[Dataset entries]
------------------------
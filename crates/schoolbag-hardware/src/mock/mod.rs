//! Mock device implementations for testing and development.
//!
//! Each mock is created together with a handle sharing its state, so a test
//! (or the binary running without hardware) can drive inputs and observe
//! outputs while the device itself is owned by a task.

pub mod analog;
pub mod digital;
pub mod led_strip;
pub mod rfid;

// Re-export commonly used types
pub use analog::{MockAnalogInput, MockAnalogInputHandle};
pub use digital::{MockDigitalInput, MockDigitalInputHandle};
pub use led_strip::{MockLedStrip, MockLedStripHandle};
pub use rfid::{MockRead, MockRfid, MockRfidHandle};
------------------------
▸ **What is expected**: Give back every entry, unchanged in any way.

▸ **Response area**:
filename crates/schoolbag-hardware/src/mock/mod.rs
//! Mock device implementations for testing and development.
//!
//! Each mock is created together with a handle sharing its state, so a test
//! (or the binary running without hardware) can drive inputs and observe
//! outputs while the device itself is owned by a task.

pub mod analog;
pub mod digital;
pub mod led_strip;
pub mod rfid;

// Re-export commonly used types
pub use analog::{MockAnalogInput, MockAnalogInputHandle};
pub use digital::{MockDigitalInput, MockDigitalInputHandle};
pub use led_strip::{MockLedStrip, MockLedStripHandle};
pub use rfid::{MockRead, MockRfid, MockRfidHandle};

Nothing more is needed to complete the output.